Avni was also a source for a story that remains, to this day, one of the most successful I’ve ever written — at least if you judge by the random emails I still get about it. I think the reason this story resonated with so many people is the same reason why Avni’s work is so special: It teaches you something that, deep down, you already know. It teaches you how to fully inhabit, and indeed feel good, in your own body.
Of course, there is a whole industry devoted to “feeling good in your body.” When connected to something like the climate emergency, it’s easy to hear that line as a kind of trite and capitalist self care argument: “You can’t save the world if you don’t take care of yourself!” But what I’m talking about here feels deeper than that.
As climate reporter Emily Atkin wrote recently about her own bout of professional burnout, “the rationale I’ve used to burn myself out is the same rationale the fossil fuel industry uses to burn up the planet.” So many of us are on unsustainable linear trajectories — ones that, upon closer inspection, perfectly map onto to the world we are so dispirited by.
But here’s the thing: I am convinced the world would change considerably if more of us started doing what people like Avni teach and practice. We would start acting like human beings with connected bodies, minds, and spirits — not disembodied productivity machines who service themselves with an ever-growing array of apps, pills, and coping mechanisms.
We would start making decisions and shifting our lives more in line with how our ancestors lived. We would rest more. We would understand that things are cyclical. We would stop building lives that require us to get on airlines to escape those same lives. We would have more room to feel our emotions, and we would listen and respond to the physical symptoms that arise when we’re not dealing with them. I think you can agree that a society where people — leaders, parents, teachers, CEOs etc — did that on an individual level would look very different collectively.
Avni taught me that that journey all starts with paying attention to how you move.
Rosie: How do you respond to the idea that the way we move affects the way we think?
Avni: Everything that’s alive moves. That idea of sitting in a cubicle and not breathing and not moving — that’s not life. When we’re moving and connected with our bodies, the access we have physiologically or endorphin wise, all of those things. I think it’s a big reason why lockdown wasn’t as bad for me, because I could actually raise my energy.
I often say to clients, if you have children, do your movement practice in front of them. When you become an adult, you become restricted in what you do and you become more sedentary and movement is more controlled. That’s just not a way to live. Whereas the freedom of how toddlers explore, I think we’re meant to be like that. We’ve just conditioned to numb everything.

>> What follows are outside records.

//! Per-tab cache of found zoomable images
//!
//! Entries are keyed by normalized URL, so repeated tile requests for the same
//! image count once. Keys are parsed and re-serialized for twin lookups; the
//! stored entry keeps the URL exactly as it was requested. Eviction is age-based: an entry survives a navigation only
//! while it is younger than the retention window.

use std::collections::HashMap;

use tracing::debug;
use url::Url;

use crate::models::{TabId, TrackedRequest};
use crate::utils::{scheme_of, scheme_twin, Scheme};

/// Whether an entry stamped `entry_ts` is past `threshold` at time `now`
pub fn is_expired(now: f64, entry_ts: f64, threshold: f64) -> bool {
    now - entry_ts > threshold
}

#[derive(Debug, Clone, Copy, PartialEq, Eq)]
pub enum RecordOutcome {
    Inserted,
    Updated,
    /// The https twin of this URL is already known
    Skipped,
}

#[derive(Debug, Clone)]
pub struct FoundImages {
    tabs: HashMap<TabId, HashMap<String, TrackedRequest>>,
    retention_ms: f64,
}

impl FoundImages {
    pub fn new(retention_ms: f64) -> Self {
        Self {
            tabs: HashMap::new(),
            retention_ms,
        }
    }

    /// Insert or overwrite the entry for `request.url`, preferring https over http
    pub fn record(&mut self, request: TrackedRequest) -> RecordOutcome {
        let key = canonical_key(&request.url);
        let found = self.tabs.entry(request.tab_id).or_default();

        if let Ok(parsed) = Url::parse(&key) {
            if let Some(twin) = scheme_twin(&parsed) {
                match scheme_of(&parsed) {
                    Scheme::Http if found.contains_key(twin.as_str()) => {
                        return RecordOutcome::Skipped;
                    }
                    Scheme::Https => {
                        found.remove(twin.as_str());
                    }
                    _ => {}
                }
            }
        }

        debug!(tab_id = request.tab_id, url = %request.url, "recording zoomable image");
        match found.insert(key, request) {
            Some(_) => RecordOutcome::Updated,
            None => RecordOutcome::Inserted,
        }
    }

    /// Drop the entries of `tab_id` older than the retention window.
    /// Returns how many were removed.
    pub fn evict(&mut self, tab_id: TabId, now: f64) -> usize {
        let Some(found) = self.tabs.get_mut(&tab_id) else {
            return 0;
        };
        let before = found.len();
        let retention = self.retention_ms;
        found.retain(|_, entry| !is_expired(now, entry.time_stamp, retention));
        let removed = before - found.len();
        if found.is_empty() {
            self.tabs.remove(&tab_id);
        }
        if removed > 0 {
            debug!(tab_id, removed, "evicted stale zoomable images");
        }
        removed
    }

    /// Evict on every tab
    pub fn evict_all(&mut self, now: f64) -> usize {
        let tab_ids: Vec<TabId> = self.tabs.keys().copied().collect();
        tab_ids.into_iter().map(|tab_id| self.evict(tab_id, now)).sum()
    }

    pub fn clear(&mut self, tab_id: TabId) {
        self.tabs.remove(&tab_id);
    }

    pub fn clear_all(&mut self) {
        self.tabs.clear();
    }

    pub fn count(&self, tab_id: TabId) -> usize {
        self.tabs.get(&tab_id).map_or(0, HashMap::len)
    }

    pub fn contains_tab(&self, tab_id: TabId) -> bool {
        self.tabs.contains_key(&tab_id)
    }

    /// Found entries of a tab, oldest first; ties broken by URL
    pub fn entries(&self, tab_id: TabId) -> Vec<&TrackedRequest> {
        let mut entries: Vec<&TrackedRequest> = self
            .tabs
            .get(&tab_id)
            .map(|found| found.values().collect())
            .unwrap_or_default();
        entries.sort_by(|a, b| {
            a.time_stamp
                .total_cmp(&b.time_stamp)
                .then_with(|| a.url.cmp(&b.url))
        });
        entries
    }

    pub fn urls(&self, tab_id: TabId) -> Vec<String> {
        self.entries(tab_id).into_iter().map(|e| e.url.clone()).collect()
    }
}

/// Parsed and re-serialized form of `url`, so http/https twins compare equal
/// once their scheme is swapped. Unparseable URLs are kept verbatim.
fn canonical_key(url: &str) -> String {
    Url::parse(url).map(String::from).unwrap_or_else(|_| url.to_string())
}

#[cfg(test)]
mod tests {
    use super::*;

    fn request(tab_id: TabId, url: &str, time_stamp: f64) -> TrackedRequest {
        TrackedRequest {
            url: url.to_string(),
            tab_id,
            time_stamp,
        }
    }

    #[test]
    fn test_is_expired_boundary() {
        assert!(!is_expired(2000.0, 1000.0, 1000.0));
        assert!(is_expired(2000.1, 1000.0, 1000.0));
        assert!(!is_expired(1500.0, 1000.0, 1000.0));
    }

    #[test]
    fn test_record_deduplicates() {
        let mut found = FoundImages::new(1000.0);
        assert_eq!(found.record(request(1, "https://a.org/info.json", 10.0)), RecordOutcome::Inserted);
        assert_eq!(found.record(request(1, "https://a.org/info.json", 20.0)), RecordOutcome::Updated);
        assert_eq!(found.count(1), 1);
        // Last write wins
        assert_eq!(found.entries(1)[0].time_stamp, 20.0);
    }

    #[test]
    fn test_tabs_are_separate() {
        let mut found = FoundImages::new(1000.0);
        found.record(request(1, "https://a.org/info.json", 10.0));
        found.record(request(2, "https://a.org/info.json", 10.0));
        found.clear(1);
        assert_eq!(found.count(1), 0);
        assert_eq!(found.count(2), 1);
    }

    #[test]
    fn test_http_skipped_when_https_known() {
        let mut found = FoundImages::new(1000.0);
        found.record(request(1, "https://a.org/info.json", 10.0));
        assert_eq!(found.record(request(1, "http://a.org/info.json", 20.0)), RecordOutcome::Skipped);
        assert_eq!(found.urls(1), vec!["https://a.org/info.json".to_string()]);
    }

    #[test]
    fn test_https_replaces_http() {
        let mut found = FoundImages::new(1000.0);
        found.record(request(1, "http://a.org/info.json", 10.0));
        found.record(request(1, "https://a.org/info.json", 20.0));
        assert_eq!(found.urls(1), vec!["https://a.org/info.json".to_string()]);
    }

    #[test]
    fn test_evict_keeps_young_entries() {
        let mut found = FoundImages::new(1000.0);
        found.record(request(1, "https://a.org/old/info.json", 0.0));
        found.record(request(1, "https://a.org/young/info.json", 1500.0));
        assert_eq!(found.evict(1, 2000.0), 1);
        assert_eq!(found.urls(1), vec!["https://a.org/young/info.json".to_string()]);
    }

    #[test]
    fn test_evict_drops_empty_tab() {
        let mut found = FoundImages::new(1000.0);
        found.record(request(3, "https://a.org/info.json", 0.0));
        assert_eq!(found.evict(3, 5000.0), 1);
        assert!(!found.contains_tab(3));
        assert_eq!(found.evict(3, 5000.0), 0);
    }

    #[test]
    fn test_evict_all_sweeps_every_tab() {
        let mut found = FoundImages::new(1000.0);
        found.record(request(1, "https://a.org/info.json", 0.0));
        found.record(request(2, "https://b.org/info.json", 4500.0));
        assert_eq!(found.evict_all(5000.0), 1);
        assert!(!found.contains_tab(1));
        assert!(found.contains_tab(2));
        assert_eq!(found.count(2), 1);
    }

    #[test]
    fn test_stored_url_kept_verbatim() {
        let mut found = FoundImages::new(1000.0);
        let raw = "https://a.org/iipsrv.fcgi?FIF=/data/a b|c.tif";
        found.record(request(1, raw, 0.0));
        assert_eq!(found.urls(1), vec![raw.to_string()]);
        // The https entry still shadows its http twin
        let http = raw.replace("https:", "http:");
        assert_eq!(found.record(request(1, &http, 1.0)), RecordOutcome::Skipped);
        assert_eq!(found.count(1), 1);
    }

    #[test]
    fn test_entries_ordered_by_time() {
        let mut found = FoundImages::new(1000.0);
        found.record(request(1, "https://b.org/info.json", 5.0));
        found.record(request(1, "https://a.org/info.json", 7.0));
        found.record(request(1, "https://c.org/info.json", 5.0));
        assert_eq!(
            found.urls(1),
            vec![
                "https://b.org/info.json".to_string(),
                "https://c.org/info.json".to_string(),
                "https://a.org/info.json".to_string(),
            ]
        );
    }
}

R: At our first session years ago, you said something that’s always stayed with me. After hearing about my lifestyle and associated aches and pains, you said it sounded like all of my movement patterns — indeed my entire posture in life — was linear. Your advice was to move more laterally rather than this constant forward motion (running, walking, striving). You meant this in terms of a movement practice, but it also struck me as a larger metaphor. At that time, the brain-driven idea of who I wanted to be was totally disconnected from my body, and my body was not happy because of it — which, of course, was why I was in your office. Did you mean for that advice to be so expansive and holistic at the time? How do you come upon those kinds of insights when you work with people?
A: What I imagine I meant was that you were not moving outside of the lines. There’s precision and focus and direction, but then sometimes you need mess. Like a creative process, it can’t be polished from the get-go. In a session, I’m listening to people as they tell their story and then I’m also comparing that to how they are on the couch, in a physical sense.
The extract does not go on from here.